#### Task directions
Search the records below for the word "layer". Pull out each line that has it.

#### Exercise data
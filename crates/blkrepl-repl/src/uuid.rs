//! Data generation identifiers (UUID history).
//!
//! Each node keeps four generation UUIDs in its meta data: the current
//! generation, the generation the bitmap started tracking against, and
//! two history slots. Comparing both nodes' histories tells which side
//! has the newer data and whether a resync can be incremental.

use blkrepl_storage::{MdFlags, MetaData};
use rand::RngCore;
use tracing::{info, warn};

use crate::state::Role;

/// Slot of the current generation.
pub const CURRENT: usize = 0;
/// Slot of the bitmap base generation.
pub const BITMAP: usize = 1;
/// First history slot.
pub const HISTORY_START: usize = 2;
/// Last history slot.
pub const HISTORY_END: usize = 3;
/// Number of UUID slots.
pub const UUID_SLOTS: usize = 4;
/// Index of the bitmap weight in the exchanged array.
pub const UUID_SIZE: usize = 4;
/// Index of the flags in the exchanged array.
pub const UUID_FLAGS: usize = 5;
/// Length of the exchanged array.
pub const EXT_UUID_SLOTS: usize = 6;

/// Current UUID of a device that was never used.
pub const UUID_JUST_CREATED: u64 = 4;

/// Peer asks to lose the split-brain decision.
pub const UUID_FLAG_WANT_LOSE: u64 = 1;
/// Peer was Primary when it crashed.
pub const UUID_FLAG_CRASHED_PRIMARY: u64 = 2;
/// Peer's disk was Inconsistent while negotiating.
pub const UUID_FLAG_INCONSISTENT: u64 = 4;

/// The peer's UUID set as received in `ReportUUIDs`.
#[derive(Debug, Clone, Copy, PartialEq, Eq, Default)]
pub struct PeerUuids {
    /// Generation UUIDs.
    pub uuids: [u64; UUID_SLOTS],
    /// Peer's bitmap weight at the time of sending.
    pub bitmap_weight: u64,
    /// `UUID_FLAG_*` bits.
    pub flags: u64,
}

impl PeerUuids {
    /// Encode as the six-word wire array.
    pub fn to_wire(&self) -> [u64; EXT_UUID_SLOTS] {
        let mut out = [0u64; EXT_UUID_SLOTS];
        out[..UUID_SLOTS].copy_from_slice(&self.uuids);
        out[UUID_SIZE] = self.bitmap_weight;
        out[UUID_FLAGS] = self.flags;
        out
    }

    /// Decode the six-word wire array.
    pub fn from_wire(w: &[u64; EXT_UUID_SLOTS]) -> Self {
        let mut uuids = [0u64; UUID_SLOTS];
        uuids.copy_from_slice(&w[..UUID_SLOTS]);
        Self {
            uuids,
            bitmap_weight: w[UUID_SIZE],
            flags: w[UUID_FLAGS],
        }
    }
}

/// Render a UUID set the way it is logged.
pub fn format_uuids(uuids: &[u64]) -> String {
    uuids
        .iter()
        .map(|u| format!("{u:016X}"))
        .collect::<Vec<_>>()
        .join(":")
}

fn move_history(md: &mut MetaData) {
    md.uuids[HISTORY_END] = md.uuids[HISTORY_START];
}

/// Store `val` in `idx` without rotating history.
///
/// Bit 0 of the current UUID records whether the node is Primary.
pub fn set_raw(md: &mut MetaData, idx: usize, mut val: u64, role: Role) {
    if idx == CURRENT {
        if role == Role::Primary {
            val |= 1;
        } else {
            val &= !1;
        }
    }
    md.uuids[idx] = val;
}

/// Store `val` in `idx`, pushing the old value into history.
pub fn set(md: &mut MetaData, idx: usize, val: u64, role: Role) {
    if md.uuids[idx] != 0 {
        move_history(md);
        md.uuids[HISTORY_START] = md.uuids[idx];
    }
    set_raw(md, idx, val, role);
}

/// Start a new generation, keeping the old one as bitmap base.
///
/// The next connect only resyncs what the bitmap records.
pub fn new_current(md: &mut MetaData, role: Role) {
    info!("Creating new current UUID");
    if md.uuids[BITMAP] != 0 {
        warn!(
            bitmap = %format_uuids(&md.uuids[BITMAP..=BITMAP]),
            "bitmap UUID already set while creating a new current UUID"
        );
    }
    md.uuids[BITMAP] = md.uuids[CURRENT];
    set_raw(md, CURRENT, rand::thread_rng().next_u64(), role);
}

/// Start a new generation without a bitmap base, forcing a full sync.
///
/// Skipped while a full sync is already pending so that a flapping link
/// does not burn through the history.
pub fn new_current_no_bitmap(md: &mut MetaData, role: Role) {
    if md.flags.contains(MdFlags::FULL_SYNC) {
        return;
    }
    info!("Creating new current UUID [no BitMap]");
    set(md, CURRENT, rand::thread_rng().next_u64(), role);
    md.flags.insert(MdFlags::FULL_SYNC);
}

/// Set or retire the bitmap base UUID.
pub fn set_bitmap(md: &mut MetaData, val: u64) {
    if md.uuids[BITMAP] == 0 && val == 0 {
        return;
    }
    if val == 0 {
        move_history(md);
        md.uuids[HISTORY_START] = md.uuids[BITMAP];
        md.uuids[BITMAP] = 0;
    } else {
        if md.uuids[BITMAP] != 0 {
            warn!("bm UUID already set");
        }
        md.uuids[BITMAP] = val & !1;
    }
}

/// Outcome of comparing two UUID sets.
#[derive(Debug, Clone, Copy, PartialEq, Eq)]
pub struct UuidVerdict {
    /// Direction: positive means we are ahead, negative means the peer is.
    /// Magnitude 1 is a bitmap-based resync, 2 a full sync, 100 split
    /// brain, and -1000 unrelated data.
    pub hg: i32,
    /// Number of the rule that decided.
    pub rule: u32,
}

/// Compare our UUIDs with the peer's.
///
/// `crashed_primary` is set when we were Primary at the time of a crash;
/// `discard_concurrent` breaks the tie when both were.
pub fn uuid_compare(
    own: &[u64; UUID_SLOTS],
    peer: &PeerUuids,
    crashed_primary: bool,
    discard_concurrent: bool,
) -> UuidVerdict {
    let v = |hg, rule| UuidVerdict { hg, rule };
    let m = |u: u64| u & !1;

    let mut own_u = m(own[CURRENT]);
    let mut peer_u = m(peer.uuids[CURRENT]);

    if own_u == UUID_JUST_CREATED && peer_u == UUID_JUST_CREATED {
        return v(0, 1);
    }
    if (own_u == UUID_JUST_CREATED || own_u == 0) && peer_u != UUID_JUST_CREATED {
        return v(-2, 2);
    }
    if own_u != UUID_JUST_CREATED && (peer_u == UUID_JUST_CREATED || peer_u == 0) {
        return v(2, 3);
    }

    if own_u == peer_u {
        // common power failure; decide by who was Primary at crash time
        let rct = u64::from(crashed_primary) + (peer.flags & UUID_FLAG_CRASHED_PRIMARY);
        return match rct {
            0 => v(0, 4),
            1 => v(1, 4),
            2 => v(-1, 4),
            _ => v(if discard_concurrent { -1 } else { 1 }, 4),
        };
    }

    peer_u = m(peer.uuids[BITMAP]);
    if own_u == peer_u {
        return v(-1, 5);
    }

    for i in HISTORY_START..=HISTORY_END {
        if own_u == m(peer.uuids[i]) {
            return v(-2, 6);
        }
    }

    own_u = m(own[BITMAP]);
    peer_u = m(peer.uuids[CURRENT]);
    if own_u == peer_u {
        return v(1, 7);
    }

    for i in HISTORY_START..=HISTORY_END {
        if m(own[i]) == peer_u {
            return v(2, 8);
        }
    }

    peer_u = m(peer.uuids[BITMAP]);
    if own_u == peer_u && own_u != 0 {
        return v(100, 9);
    }

    for i in HISTORY_START..=HISTORY_END {
        let own_h = m(own[i]);
        if own_h == 0 {
            continue;
        }
        for j in HISTORY_START..=HISTORY_END {
            if own_h == m(peer.uuids[j]) {
                return v(-100, 10);
            }
        }
    }

    v(-1000, 10)
}
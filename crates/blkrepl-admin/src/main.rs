#![warn(missing_docs)]

//! blkrepl command line tool

mod cli;
mod simulate;

use anyhow::Result;
use clap::Parser;
use cli::Cli;
use tracing_subscriber::{fmt, prelude::*, EnvFilter};

#[tokio::main]
async fn main() -> Result<()> {
    let cli = Cli::parse();

    tracing_subscriber::registry()
        .with((!cli.json).then(fmt::layer))
        .with(cli.json.then(|| fmt::layer().json()))
        .with(EnvFilter::from_default_env())
        .init();

    tracing::debug!(command = ?cli.command, "blkrepl starting");
    cli.run().await
}
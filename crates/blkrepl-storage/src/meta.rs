//! On-disk metadata super block.
//!
//! The metadata area starts with a 512-byte super block (big-endian fields),
//! followed by the activity-log area and then the bitmap, stored as
//! little-endian 64-bit words.
//!
//! Layout of the super block:
//! - `la_size_sect` u64, `uuid[4]` u64, `device_uuid` u64, reserved u64
//! - `flags`, `magic`, `md_size_sect`, `al_offset`, `al_nr_extents`,
//!   `bm_offset`, `bm_bytes_per_bit` as u32

use serde::{Deserialize, Serialize};
use tracing::{debug, error};

use crate::error::{StorageError, StorageResult};
use crate::store::{BlockStore, WriteFlags, SECTOR_SIZE};

/// Super block magic.
pub const MD_MAGIC: u32 = 0x8374_026B;
/// Size of the super block in bytes.
pub const MD_SUPER_BLOCK_SIZE: usize = SECTOR_SIZE;
/// Activity-log offset from the start of the metadata area, in sectors.
pub const MD_AL_OFFSET: u32 = 8;
/// Maximum activity-log size in sectors.
pub const MD_AL_MAX_SIZE: u32 = 64;
/// Bitmap offset from the start of the metadata area, in sectors.
pub const MD_BM_OFFSET: u32 = MD_AL_OFFSET + MD_AL_MAX_SIZE;
/// Size of a fixed metadata slot (128 MiB) in sectors.
pub const MD_RESERVED_SECT: u32 = 128 << 11;
/// Bytes of data covered by one bitmap bit.
pub const BM_BYTES_PER_BIT: u32 = 4096;
/// Number of identity slots persisted in the super block.
pub const MD_UUID_SLOTS: usize = 4;
/// Activity-log extent count used when the stored one is implausible.
pub const DEFAULT_AL_EXTENTS: u32 = 127;

/// Persistent flag bits of the super block.
#[derive(Debug, Clone, Copy, Default, PartialEq, Eq, Hash, Serialize, Deserialize)]
pub struct MdFlags(pub u32);

impl MdFlags {
    /// Local data is consistent.
    pub const CONSISTENT: u32 = 1 << 0;
    /// This node was Primary (crash indicator).
    pub const PRIMARY_IND: u32 = 1 << 1;
    /// This node was connected.
    pub const CONNECTED_IND: u32 = 1 << 2;
    /// A full resync is pending.
    pub const FULL_SYNC: u32 = 1 << 3;
    /// Local data was UpToDate.
    pub const WAS_UP_TO_DATE: u32 = 1 << 4;
    /// The peer's data is known to be outdated.
    pub const PEER_OUT_DATED: u32 = 1 << 5;

    /// True if every bit of `flag` is set.
    pub fn contains(self, flag: u32) -> bool {
        self.0 & flag == flag
    }

    /// Set `flag`.
    pub fn insert(&mut self, flag: u32) {
        self.0 |= flag;
    }

    /// Clear `flag`.
    pub fn remove(&mut self, flag: u32) {
        self.0 &= !flag;
    }
}

/// Where the metadata lives on its store.
#[derive(Debug, Clone, Copy, PartialEq, Eq, Serialize, Deserialize)]
pub struct MetaLayout {
    /// Sector of the super block.
    pub md_offset: u64,
    /// Size of the metadata area in sectors.
    pub md_size_sect: u32,
    /// Activity-log offset relative to `md_offset`.
    pub al_offset: u32,
    /// Bitmap offset relative to `md_offset`.
    pub bm_offset: u32,
}

impl MetaLayout {
    /// Layout for a dedicated metadata store: the whole store is the metadata area.
    pub fn external(md_capacity_sectors: u64) -> Self {
        Self {
            md_offset: 0,
            md_size_sect: md_capacity_sectors.min(u32::MAX as u64) as u32,
            al_offset: MD_AL_OFFSET,
            bm_offset: MD_BM_OFFSET,
        }
    }

    /// Fixed 128 MiB metadata slot starting at `md_offset`.
    pub fn indexed(md_offset: u64) -> Self {
        Self {
            md_offset,
            md_size_sect: MD_RESERVED_SECT,
            al_offset: MD_AL_OFFSET,
            bm_offset: MD_BM_OFFSET,
        }
    }

    /// Absolute sector of the first bitmap word.
    pub fn bm_sector(&self) -> u64 {
        self.md_offset + self.bm_offset as u64
    }

    /// Largest number of bitmap bits the area can hold.
    pub fn max_bitmap_bits(&self) -> u64 {
        let sectors = (self.md_size_sect as u64).saturating_sub(self.bm_offset as u64);
        sectors * SECTOR_SIZE as u64 * 8
    }
}

/// Contents of the super block.
#[derive(Debug, Clone, PartialEq, Eq, Serialize, Deserialize)]
pub struct MetaData {
    /// Last agreed device size in sectors.
    pub la_size_sect: u64,
    /// Identity history: current, bitmap, history start, history end.
    pub uuids: [u64; MD_UUID_SLOTS],
    /// Persistent flags.
    pub flags: MdFlags,
    /// Size of the metadata area in sectors.
    pub md_size_sect: u32,
    /// Activity-log offset in sectors.
    pub al_offset: u32,
    /// Number of activity-log extents.
    pub al_nr_extents: u32,
    /// Bytes of data covered by one bitmap bit.
    pub bm_bytes_per_bit: u32,
    /// Random identifier of this backing device.
    pub device_uuid: u64,
    /// Bitmap offset in sectors.
    pub bm_offset: u32,
}

impl MetaData {
    /// Metadata of a never-used device: zero identity history, nothing set.
    pub fn fresh(layout: &MetaLayout, device_uuid: u64) -> Self {
        Self {
            la_size_sect: 0,
            uuids: [0; MD_UUID_SLOTS],
            flags: MdFlags::default(),
            md_size_sect: layout.md_size_sect,
            al_offset: layout.al_offset,
            al_nr_extents: DEFAULT_AL_EXTENTS,
            bm_bytes_per_bit: BM_BYTES_PER_BIT,
            device_uuid,
            bm_offset: layout.bm_offset,
        }
    }

    /// Encode into a super block image.
    pub fn encode(&self) -> [u8; MD_SUPER_BLOCK_SIZE] {
        let mut buf = [0u8; MD_SUPER_BLOCK_SIZE];
        let mut pos = 0usize;
        let mut put = |bytes: &[u8]| {
            buf[pos..pos + bytes.len()].copy_from_slice(bytes);
            pos += bytes.len();
        };
        put(&self.la_size_sect.to_be_bytes());
        for uuid in &self.uuids {
            put(&uuid.to_be_bytes());
        }
        put(&self.device_uuid.to_be_bytes());
        put(&0u64.to_be_bytes());
        put(&self.flags.0.to_be_bytes());
        put(&MD_MAGIC.to_be_bytes());
        put(&self.md_size_sect.to_be_bytes());
        put(&self.al_offset.to_be_bytes());
        put(&self.al_nr_extents.to_be_bytes());
        put(&self.bm_offset.to_be_bytes());
        put(&self.bm_bytes_per_bit.to_be_bytes());
        buf
    }

    /// Decode a super block image and validate it against `layout`.
    pub fn decode(buf: &[u8], layout: &MetaLayout) -> StorageResult<Self> {
        if buf.len() < MD_SUPER_BLOCK_SIZE {
            return Err(StorageError::BadLength {
                expected: MD_SUPER_BLOCK_SIZE,
                actual: buf.len(),
            });
        }
        let u64_at = |off: usize| {
            let mut b = [0u8; 8];
            b.copy_from_slice(&buf[off..off + 8]);
            u64::from_be_bytes(b)
        };
        let u32_at = |off: usize| {
            let mut b = [0u8; 4];
            b.copy_from_slice(&buf[off..off + 4]);
            u32::from_be_bytes(b)
        };

        let magic = u32_at(60);
        if magic != MD_MAGIC {
            return Err(invalid(format!("magic not found (got {magic:#010x})")));
        }
        let md_size_sect = u32_at(64);
        let al_offset = u32_at(68);
        let mut al_nr_extents = u32_at(72);
        let bm_offset = u32_at(76);
        let bm_bytes_per_bit = u32_at(80);

        if al_offset != layout.al_offset {
            return Err(invalid(format!(
                "unexpected al_offset: {al_offset} (expected {})",
                layout.al_offset
            )));
        }
        if bm_offset != layout.bm_offset {
            return Err(invalid(format!(
                "unexpected bm_offset: {bm_offset} (expected {})",
                layout.bm_offset
            )));
        }
        if md_size_sect != layout.md_size_sect {
            return Err(invalid(format!(
                "unexpected md_size: {md_size_sect} (expected {})",
                layout.md_size_sect
            )));
        }
        if bm_bytes_per_bit != BM_BYTES_PER_BIT {
            return Err(invalid(format!(
                "unexpected bm_bytes_per_bit: {bm_bytes_per_bit} (expected {BM_BYTES_PER_BIT})"
            )));
        }
        if al_nr_extents < 7 {
            al_nr_extents = DEFAULT_AL_EXTENTS;
        }

        Ok(Self {
            la_size_sect: u64_at(0),
            uuids: [u64_at(8), u64_at(16), u64_at(24), u64_at(32)],
            device_uuid: u64_at(40),
            flags: MdFlags(u32_at(56)),
            md_size_sect,
            al_offset,
            al_nr_extents,
            bm_bytes_per_bit,
            bm_offset,
        })
    }
}

fn invalid(reason: String) -> StorageError {
    error!(%reason, "error while reading metadata");
    StorageError::MetadataInvalid { reason }
}

/// Read and validate the super block.
pub fn read_meta(store: &dyn BlockStore, layout: &MetaLayout) -> StorageResult<MetaData> {
    let mut buf = [0u8; MD_SUPER_BLOCK_SIZE];
    store
        .read_at(layout.md_offset, &mut buf)
        .map_err(|e| StorageError::MetadataIo {
            msg: format!("reading super block: {e}"),
        })?;
    MetaData::decode(&buf, layout)
}

/// Write the super block, flushing afterwards unless `no_md_flush`.
pub fn write_meta(
    store: &dyn BlockStore,
    layout: &MetaLayout,
    md: &MetaData,
    no_md_flush: bool,
) -> StorageResult<()> {
    debug!(la_size = md.la_size_sect, flags = md.flags.0, "writing meta data super block");
    let flags = if no_md_flush {
        WriteFlags::default()
    } else {
        WriteFlags::barrier()
    };
    let io = |e: StorageError| StorageError::MetadataIo {
        msg: format!("writing super block: {e}"),
    };
    match store.write_at(layout.md_offset, &md.encode(), flags) {
        Err(StorageError::Unsupported { .. }) => store
            .write_at(layout.md_offset, &md.encode(), WriteFlags::default())
            .map_err(io)?,
        other => other.map_err(io)?,
    }
    if !no_md_flush {
        store.flush().map_err(io)?;
    }
    Ok(())
}

#[cfg(test)]
mod tests {
    use super::*;
    use crate::store::MemStore;

    fn layout() -> MetaLayout {
        MetaLayout::external(4096)
    }

    #[test]
    fn test_encode_decode() {
        let mut md = MetaData::fresh(&layout(), 0xDEAD_BEEF);
        md.la_size_sect = 2048;
        md.uuids = [0x11, 0x22, 0x33, 0x44];
        md.flags.insert(MdFlags::CONSISTENT | MdFlags::WAS_UP_TO_DATE);
        let decoded = MetaData::decode(&md.encode(), &layout()).unwrap();
        assert_eq!(decoded, md);
    }

    #[test]
    fn test_magic_checked() {
        let md = MetaData::fresh(&layout(), 1);
        let mut buf = md.encode();
        buf[60] ^= 0xff;
        assert!(matches!(
            MetaData::decode(&buf, &layout()),
            Err(StorageError::MetadataInvalid { .. })
        ));
    }

    #[test]
    fn test_layout_mismatch_rejected() {
        let md = MetaData::fresh(&layout(), 1);
        let other = MetaLayout::external(8192);
        let err = MetaData::decode(&md.encode(), &other).unwrap_err();
        assert!(err.to_string().contains("md_size"));
    }

    #[test]
    fn test_small_al_extents_corrected() {
        let mut md = MetaData::fresh(&layout(), 1);
        md.al_nr_extents = 3;
        let decoded = MetaData::decode(&md.encode(), &layout()).unwrap();
        assert_eq!(decoded.al_nr_extents, DEFAULT_AL_EXTENTS);
    }

    #[test]
    fn test_read_write_through_store() {
        let store = MemStore::new(4096);
        let md = MetaData::fresh(&layout(), 7);
        write_meta(&store, &layout(), &md, false).unwrap();
        assert_eq!(read_meta(&store, &layout()).unwrap(), md);
        assert_eq!(store.stats().flushes, 1);
    }

    #[test]
    fn test_write_falls_back_without_barriers() {
        let store = MemStore::new(4096).without_barriers();
        let md = MetaData::fresh(&layout(), 7);
        write_meta(&store, &layout(), &md, false).unwrap();
        assert_eq!(read_meta(&store, &layout()).unwrap(), md);
    }

    #[test]
    fn test_read_io_error() {
        let store = MemStore::new(4096);
        store.set_fail_reads(true);
        assert!(matches!(
            read_meta(&store, &layout()),
            Err(StorageError::MetadataIo { .. })
        ));
    }

    #[test]
    fn test_flags() {
        let mut f = MdFlags::default();
        f.insert(MdFlags::FULL_SYNC);
        assert!(f.contains(MdFlags::FULL_SYNC));
        f.remove(MdFlags::FULL_SYNC);
        assert!(!f.contains(MdFlags::FULL_SYNC));
    }

    #[test]
    fn test_layout_capacity() {
        let l = MetaLayout::external(MD_BM_OFFSET as u64 + 1);
        assert_eq!(l.bm_sector(), 72);
        assert_eq!(l.max_bitmap_bits(), 4096);
    }
}
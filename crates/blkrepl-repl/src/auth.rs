//! Challenge/response peer authentication with a shared secret.
//!
//! Both sides send a random challenge, answer the peer's challenge with
//! `HMAC-SHA256(secret, challenge)` and check the peer's answer to their own.

use bytes::Bytes;
use hmac::{Hmac, Mac};
use rand::RngCore;
use sha2::Sha256;
use subtle::ConstantTimeEq;
use tracing::{error, info};

use crate::conduit::Conduit;
use crate::config::SharedSecret;
use crate::error::{ReplError, ReplResult};
use crate::protocol::{Channel, Packet, MAX_CHALLENGE_LEN};

type HmacSha256 = Hmac<Sha256>;

/// Length of the challenge we send.
pub const CHALLENGE_LEN: usize = 64;
/// Length of an HMAC-SHA256 response.
pub const RESPONSE_LEN: usize = 32;

fn auth_err(msg: impl Into<String>) -> ReplError {
    ReplError::Auth { msg: msg.into() }
}

/// A fresh random challenge.
pub fn new_challenge() -> [u8; CHALLENGE_LEN] {
    let mut c = [0u8; CHALLENGE_LEN];
    rand::thread_rng().fill_bytes(&mut c);
    c
}

/// Our answer to `challenge`.
pub fn compute_response(secret: &SharedSecret, challenge: &[u8]) -> ReplResult<Vec<u8>> {
    let mut mac = HmacSha256::new_from_slice(secret.as_bytes())
        .map_err(|e| auth_err(format!("setting HMAC key failed: {e}")))?;
    mac.update(challenge);
    Ok(mac.finalize().into_bytes().to_vec())
}

/// Whether `response` answers our `challenge` correctly.
pub fn verify_response(secret: &SharedSecret, challenge: &[u8], response: &[u8]) -> ReplResult<bool> {
    if response.len() != RESPONSE_LEN {
        return Ok(false);
    }
    let expected = compute_response(secret, challenge)?;
    Ok(bool::from(expected.as_slice().ct_eq(response)))
}

/// Run the exchange over the data channel of `link`.
///
/// `alg` is only used for the log line; the digest is always SHA-256.
pub async fn authenticate(link: &Conduit, secret: &SharedSecret, alg: &str) -> ReplResult<()> {
    let my_challenge = new_challenge();
    link.send(&Packet::AuthChallenge(Bytes::copy_from_slice(&my_challenge)))?;

    let peer_challenge = match link.recv(Channel::Data).await? {
        Packet::AuthChallenge(c) => c,
        other => {
            error!(cmd = other.command(), "expected AuthChallenge packet");
            return Err(auth_err(format!(
                "expected AuthChallenge packet, received: {:#x}",
                other.command()
            )));
        }
    };
    if peer_challenge.len() > MAX_CHALLENGE_LEN {
        error!(len = peer_challenge.len(), "AuthChallenge payload too big.");
        return Err(auth_err("AuthChallenge payload too big"));
    }

    let response = compute_response(secret, &peer_challenge)?;
    link.send(&Packet::AuthResponse(Bytes::from(response)))?;

    let peer_response = match link.recv(Channel::Data).await? {
        Packet::AuthResponse(r) => r,
        other => {
            error!(cmd = other.command(), "expected AuthResponse packet");
            return Err(auth_err(format!(
                "expected AuthResponse packet, received: {:#x}",
                other.command()
            )));
        }
    };
    if peer_response.len() != RESPONSE_LEN {
        error!(len = peer_response.len(), "AuthResponse payload of wrong size");
        return Err(auth_err("AuthResponse payload of wrong size"));
    }

    if !verify_response(secret, &my_challenge, &peer_response)? {
        error!("Peer presented the wrong shared secret");
        return Err(auth_err("wrong shared secret"));
    }
    info!("Peer authenticated using {RESPONSE_LEN} bytes of '{alg}' HMAC");
    Ok(())
}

#### Answer to the exercise
        .with((!cli.json).then(fmt::layer))
        .with(cli.json.then(|| fmt::layer().json()))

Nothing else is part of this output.